About a week later, and after a lot of searching and deliberating, I gave up on the vis idea because a) all the programs with visualisations in need a keyboard/mouse to activate it, and b) The PC wasn't powerful enough for any particularly epic fullscreen visualisers anyway.
That was when I watched "The Stolen Earth" on TV, and had quite the brainwave! The BBC offer a free screensaver of the patterns that wiggle around Mr. Smith's screen in the Sarah Jane Adventures, and I think it looks über cool, so I decompiled the flash file and recoded the video to loop continuously while music was playing. Add in a web-controller VLC player and a load of TV programmes stored on disk, and it's my perfect idea of a media centre! (again, click to enlarge)

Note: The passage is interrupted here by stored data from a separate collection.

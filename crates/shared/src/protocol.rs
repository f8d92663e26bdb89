use serde::{Deserialize, Serialize};

use crate::domain::{PeerId, WidgetId};

/// A typed protocol argument. The serialized form is byte-stable and
/// identical to the `preArgs` objects in layout documents:
/// `{"type":"i","value":1}`, `{"type":"f","value":0.5}`, `{"type":"T"}`.
#[derive(Debug, Clone, PartialEq, Serialize, Deserialize)]
#[serde(tag = "type", content = "value")]
pub enum ArgValue {
    #[serde(rename = "i")]
    Int(i32),
    #[serde(rename = "f")]
    Float(f64),
    #[serde(rename = "s")]
    Str(String),
    #[serde(rename = "T")]
    True,
    #[serde(rename = "F")]
    False,
}

impl ArgValue {
    pub fn from_bool(value: bool) -> Self {
        if value {
            Self::True
        } else {
            Self::False
        }
    }

    /// Single-character kind tag, as used on the wire.
    pub fn kind(&self) -> char {
        match self {
            Self::Int(_) => 'i',
            Self::Float(_) => 'f',
            Self::Str(_) => 's',
            Self::True => 'T',
            Self::False => 'F',
        }
    }

    /// Numeric reading of the argument; booleans map to 1/0, strings to
    /// nothing.
    pub fn as_f64(&self) -> Option<f64> {
        match self {
            Self::Int(v) => Some(*v as f64),
            Self::Float(v) => Some(*v),
            Self::True => Some(1.0),
            Self::False => Some(0.0),
            Self::Str(_) => None,
        }
    }
}

/// One protocol message: a slash-delimited address plus an ordered,
/// typed argument list.
#[derive(Debug, Clone, PartialEq, Serialize, Deserialize)]
pub struct Message {
    pub address: String,
    pub args: Vec<ArgValue>,
}

impl Message {
    pub fn new(address: impl Into<String>, args: Vec<ArgValue>) -> Self {
        Self {
            address: address.into(),
            args,
        }
    }
}

/// A widget's current value: one scalar, or one independent scalar per
/// cell for matrix-shaped widgets. Serializes as a bare number or array.
#[derive(Debug, Clone, PartialEq, Serialize, Deserialize)]
#[serde(untagged)]
pub enum Value {
    Scalar(f64),
    Vector(Vec<f64>),
}

impl Value {
    pub fn len(&self) -> usize {
        match self {
            Self::Scalar(_) => 1,
            Self::Vector(cells) => cells.len(),
        }
    }

    pub fn is_empty(&self) -> bool {
        self.len() == 0
    }

    pub fn cell(&self, index: usize) -> Option<f64> {
        match self {
            Self::Scalar(v) if index == 0 => Some(*v),
            Self::Scalar(_) => None,
            Self::Vector(cells) => cells.get(index).copied(),
        }
    }

    pub fn cells(&self) -> Vec<f64> {
        match self {
            Self::Scalar(v) => vec![*v],
            Self::Vector(cells) => cells.clone(),
        }
    }

    pub fn as_scalar(&self) -> Option<f64> {
        match self {
            Self::Scalar(v) => Some(*v),
            Self::Vector(_) => None,
        }
    }
}

#[derive(Debug, Clone, PartialEq, Serialize, Deserialize)]
pub struct WidgetValue {
    pub widget_id: WidgetId,
    pub value: Value,
}

/// Frames sent by a connected control surface.
#[derive(Debug, Clone, Serialize, Deserialize)]
#[serde(tag = "type", content = "payload", rename_all = "snake_case")]
pub enum ClientFrame {
    Hello {
        #[serde(default, skip_serializing_if = "Option::is_none")]
        peer_id: Option<String>,
    },
    Control {
        message: Message,
    },
}

/// Frames sent to a connected control surface.
#[derive(Debug, Clone, Serialize, Deserialize)]
#[serde(tag = "type", content = "payload", rename_all = "snake_case")]
pub enum ServerFrame {
    Welcome {
        peer_id: PeerId,
    },
    /// Full widget-id to value table, sent once after the handshake so a
    /// surface can recall the session state.
    StateSnapshot {
        values: Vec<WidgetValue>,
    },
    Control {
        message: Message,
    },
    Error {
        message: String,
    },
}

#[cfg(test)]
mod tests {
    use super::*;

    #[test]
    fn arg_value_wire_form_is_byte_stable() {
        let cases = [
            (ArgValue::Int(1), r#"{"type":"i","value":1}"#),
            (ArgValue::Float(7000.0), r#"{"type":"f","value":7000.0}"#),
            (ArgValue::Str("a".into()), r#"{"type":"s","value":"a"}"#),
            (ArgValue::True, r#"{"type":"T"}"#),
            (ArgValue::False, r#"{"type":"F"}"#),
        ];
        for (arg, expected) in cases {
            assert_eq!(serde_json::to_string(&arg).expect("serialize"), expected);
            let back: ArgValue = serde_json::from_str(expected).expect("deserialize");
            assert_eq!(back, arg);
        }
    }

    #[test]
    fn arg_value_parses_document_pre_args() {
        let arg: ArgValue = serde_json::from_str(r#"{"type":"i","value":1}"#).expect("parse");
        assert_eq!(arg, ArgValue::Int(1));
        assert_eq!(arg.as_f64(), Some(1.0));
    }

    #[test]
    fn value_serializes_untagged() {
        assert_eq!(
            serde_json::to_string(&Value::Scalar(0.5)).expect("scalar"),
            "0.5"
        );
        assert_eq!(
            serde_json::to_string(&Value::Vector(vec![0.0, 1.0])).expect("vector"),
            "[0.0,1.0]"
        );
    }

    #[test]
    fn client_frame_round_trips() {
        let frame = ClientFrame::Control {
            message: Message::new("/osc/freq", vec![ArgValue::Int(1), ArgValue::Float(7000.0)]),
        };
        let text = serde_json::to_string(&frame).expect("serialize");
        let back: ClientFrame = serde_json::from_str(&text).expect("deserialize");
        match back {
            ClientFrame::Control { message } => {
                assert_eq!(message.address, "/osc/freq");
                assert_eq!(message.args.len(), 2);
            }
            other => panic!("unexpected frame: {other:?}"),
        }
    }
}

There's only a few little bits that need ironing out now:
- Videos don't smooth very well, because I had to use XVideo extension in VLC. They look a lot nicer with the OpenGL extension, but that runs really slowly due to the 16MB integrated graphics. If I use it a lot I might buy a dedicated AGP graphics card to quicken it up a bit.
- When it's starting up, it looks a tad unprofessional!
- I need to make a fancy script to automatically start the X server, VLC and the MPD OSD. Currently for some random reason I can't have VLC and the OSD in the same .xinitrc file, which is annoying.
Viva la technologie! Oh, and it's also a backup of anything I want, and it has a Firefly Streaming Media server to serve music anywhere in the world. I turned that off, though, because it was slowing everything else down. I don't leave it on 24/7 at the moment because the PSU gets rather warm, but that's another thing I'll look into replacing at the earliest opportunity. Then I can set every computer to share it's music library from there, which'll be awesome.
P.S. I tried to take a video of the Mr. Smith animation, but there's something wrong with my camera and it came out in a decidedly blue hue. :/ Anyway, all I did was sped it up to 200% to make it look more smooth (it was 12fps to start with).